Your assignment. Please set down, exactly as written, the line containing "let wait = Primitive::wait(0.0);" and every line after it through the end of the records.

Dataset.
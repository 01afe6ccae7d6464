//! Motion primitives module
//!
//! The leaf operations route sequences are built from: drivetrain manoeuvres,
//! clock-based waits, and closed-loop arm moves. Each primitive carries its
//! numeric argument in the drivetrain's native units (inches / degrees) or
//! encoder pulses for the arm axes.
//!
//! Primitives hold their own resume state (a wait's start mark, an arm move's
//! armed flag); nothing lives on a call stack between ticks.

// ---------------------------------------------------------------------------
// IMPORTS
// ---------------------------------------------------------------------------

// Internal
use crate::arm_ctrl::ArmCtrl;
use crate::ports::Ports;
use crate::sched::ResourceSet;

// ---------------------------------------------------------------------------
// CONSTANTS
// ---------------------------------------------------------------------------

/// Duration of the settle wait appended to the end of every generated route.
///
/// This absorbs mechanical settling after the last motion primitive stops, so
/// phase transitions never fire on a motor that is still decelerating.
pub const SETTLE_WAIT_S: f64 = 0.25;

// ---------------------------------------------------------------------------
// DATA STRUCTURES
// ---------------------------------------------------------------------------

/// Everything a command needs to act on the robot for one tick.
///
/// Bundles the hardware ports with the per-axis arm controllers, which are
/// core state rather than hardware and so live with the phase machine.
pub struct CmdCtx<'a, 'p> {
    pub ports: &'a mut Ports<'p>,
    pub elbow_ctrl: &'a mut ArmCtrl,
    pub slide_ctrl: &'a mut ArmCtrl,
}

// ---------------------------------------------------------------------------
// ENUMERATIONS
// ---------------------------------------------------------------------------

/// A single leaf motion.
#[derive(Debug, Clone)]
pub enum Primitive {
    /// Drive straight, negative reverses.
    ///
    /// Units: inches
    Drive(f64),

    /// Strafe laterally.
    ///
    /// Units: inches
    Strafe(f64),

    /// Relative turn, open-loop terminated by displacement.
    ///
    /// Units: degrees
    Turn(f64),

    /// Closed-loop turn to an absolute heading at the standard gain.
    ///
    /// Units: degrees
    TurnToHeading(f64),

    /// Closed-loop turn to an absolute heading at reduced gain with a tighter
    /// settle requirement, for final-approach precision.
    ///
    /// Units: degrees
    SlowTurnToHeading(f64),

    /// Do nothing for a fixed duration, measured against the tick clock.
    Wait {
        duration_s: f64,
        /// Clock time at which the wait began, set at initialise.
        start_s: Option<f64>,
    },

    /// Move the elbow axis to a target position under its controller.
    MoveElbow { target: f64, timeout_s: f64 },

    /// Move the linear slide axis to a target position under its controller.
    MoveSlide { target: f64, timeout_s: f64 },
}

// ---------------------------------------------------------------------------
// IMPLEMENTATIONS
// ---------------------------------------------------------------------------

impl Primitive {
    /// A wait primitive, not yet started.
    pub fn wait(duration_s: f64) -> Self {
        Primitive::Wait {
            duration_s,
            start_s: None,
        }
    }

    /// True if this is the trailing settle wait.
    pub fn is_settle_wait(&self) -> bool {
        matches!(
            self,
            Primitive::Wait { duration_s, .. } if *duration_s == SETTLE_WAIT_S
        )
    }

    /// The resource this primitive needs exclusively.
    pub fn resources(&self) -> ResourceSet {
        match self {
            Primitive::Drive(_)
            | Primitive::Strafe(_)
            | Primitive::Turn(_)
            | Primitive::TurnToHeading(_)
            | Primitive::SlowTurnToHeading(_) => ResourceSet::DRIVETRAIN,
            Primitive::Wait { .. } => ResourceSet::NONE,
            Primitive::MoveElbow { .. } => ResourceSet::ELBOW,
            Primitive::MoveSlide { .. } => ResourceSet::SLIDE,
        }
    }

    pub(crate) fn initialize(&mut self, ctx: &mut CmdCtx) {
        let now_s = ctx.ports.clock.elapsed_seconds();

        match self {
            Primitive::Drive(d) => ctx.ports.drivetrain.drive(*d),
            Primitive::Strafe(d) => ctx.ports.drivetrain.strafe(*d),
            Primitive::Turn(d) => ctx.ports.drivetrain.turn(*d),
            Primitive::TurnToHeading(h) => ctx.ports.drivetrain.turn_to_heading(*h),
            Primitive::SlowTurnToHeading(h) => ctx.ports.drivetrain.slow_turn_to_heading(*h),
            Primitive::Wait { start_s, .. } => *start_s = Some(now_s),
            Primitive::MoveElbow { target, timeout_s } => {
                ctx.elbow_ctrl.set_target(*target, *timeout_s, now_s)
            }
            Primitive::MoveSlide { target, timeout_s } => {
                ctx.slide_ctrl.set_target(*target, *timeout_s, now_s)
            }
        }
    }

    pub(crate) fn execute(&mut self, ctx: &mut CmdCtx) {
        match self {
            // Drivetrain manoeuvres run in the port's own closed loop; the
            // core only polls for completion. Waits have nothing to do.
            Primitive::Drive(_)
            | Primitive::Strafe(_)
            | Primitive::Turn(_)
            | Primitive::TurnToHeading(_)
            | Primitive::SlowTurnToHeading(_)
            | Primitive::Wait { .. } => (),

            Primitive::MoveElbow { .. } => {
                let now_s = ctx.ports.clock.elapsed_seconds();
                ctx.elbow_ctrl.run_pid(&mut *ctx.ports.elbow, now_s);
            }
            Primitive::MoveSlide { .. } => {
                let now_s = ctx.ports.clock.elapsed_seconds();
                ctx.slide_ctrl.run_pid(&mut *ctx.ports.slide, now_s);
            }
        }
    }

    pub(crate) fn is_finished(&self, ctx: &CmdCtx) -> bool {
        match self {
            Primitive::Drive(_)
            | Primitive::Strafe(_)
            | Primitive::Turn(_)
            | Primitive::TurnToHeading(_)
            | Primitive::SlowTurnToHeading(_) => ctx.ports.drivetrain.motion_complete(),

            Primitive::Wait { duration_s, start_s } => match start_s {
                Some(t0) => ctx.ports.clock.elapsed_seconds() - t0 >= *duration_s,
                None => false,
            },

            Primitive::MoveElbow { .. } => ctx.elbow_ctrl.is_at_target(),
            Primitive::MoveSlide { .. } => ctx.slide_ctrl.is_at_target(),
        }
    }

    pub(crate) fn end(&mut self, ctx: &mut CmdCtx, _interrupted: bool) {
        match self {
            Primitive::Drive(_)
            | Primitive::Strafe(_)
            | Primitive::Turn(_)
            | Primitive::TurnToHeading(_)
            | Primitive::SlowTurnToHeading(_) => ctx.ports.drivetrain.stop(),

            Primitive::Wait { .. } => (),

            Primitive::MoveElbow { .. } => ctx.elbow_ctrl.stop(&mut *ctx.ports.elbow),
            Primitive::MoveSlide { .. } => ctx.slide_ctrl.stop(&mut *ctx.ports.slide),
        }
    }
}

// ---------------------------------------------------------------------------
// TESTS
// ---------------------------------------------------------------------------

#[cfg(test)]
mod test {
    use super::*;
    use crate::ports::ActuatorPort;
    use crate::sim::SimRig;

    #[test]
    fn test_wait_measures_tick_clock() {
        let mut rig = SimRig::new();
        let mut wait = Primitive::wait(0.2);

        rig.with_ctx(|ctx| wait.initialize(ctx));
        assert!(!rig.with_ctx(|ctx| wait.is_finished(ctx)));

        // 0.2 s is four cycles at 20 Hz
        for _ in 0..4 {
            rig.step();
        }
        assert!(rig.with_ctx(|ctx| wait.is_finished(ctx)));
    }

    #[test]
    fn test_unstarted_wait_is_not_finished() {
        let mut rig = SimRig::new();
        let wait = Primitive::wait(0.0);

        // Never initialised: no start mark, so not finished even with zero
        // duration
        assert!(!rig.with_ctx(|ctx| wait.is_finished(ctx)));
    }

    #[test]
    fn test_arm_primitive_drives_controller() {
        let mut rig = SimRig::new();
        let mut cmd = Primitive::MoveElbow {
            target: 1500.0,
            timeout_s: 5.0,
        };

        rig.with_ctx(|ctx| cmd.initialize(ctx));

        for _ in 0..500 {
            let done = rig.with_ctx(|ctx| {
                cmd.execute(ctx);
                cmd.is_finished(ctx)
            });
            rig.step();
            if done {
                break;
            }
        }

        assert!(rig.with_ctx(|ctx| cmd.is_finished(ctx)));
        assert!((rig.elbow.current_position() - 1500.0).abs() < 100.0);
    }

    #[test]
    fn test_settle_wait_detection() {
        assert!(Primitive::wait(SETTLE_WAIT_S).is_settle_wait());
        assert!(!Primitive::wait(5.0).is_settle_wait());
        assert!(!Primitive::Drive(10.0).is_settle_wait());
    }
}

Solved problem.
        let wait = Primitive::wait(0.0);

        // Never initialised: no start mark, so not finished even with zero
        // duration
        assert!(!rig.with_ctx(|ctx| wait.is_finished(ctx)));
    }

    #[test]
    fn test_arm_primitive_drives_controller() {
        let mut rig = SimRig::new();
        let mut cmd = Primitive::MoveElbow {
            target: 1500.0,
            timeout_s: 5.0,
        };

        rig.with_ctx(|ctx| cmd.initialize(ctx));

        for _ in 0..500 {
            let done = rig.with_ctx(|ctx| {
                cmd.execute(ctx);
                cmd.is_finished(ctx)
            });
            rig.step();
            if done {
                break;
            }
        }

        assert!(rig.with_ctx(|ctx| cmd.is_finished(ctx)));
        assert!((rig.elbow.current_position() - 1500.0).abs() < 100.0);
    }

    #[test]
    fn test_settle_wait_detection() {
        assert!(Primitive::wait(SETTLE_WAIT_S).is_settle_wait());
        assert!(!Primitive::wait(5.0).is_settle_wait());
        assert!(!Primitive::Drive(10.0).is_settle_wait());
    }
}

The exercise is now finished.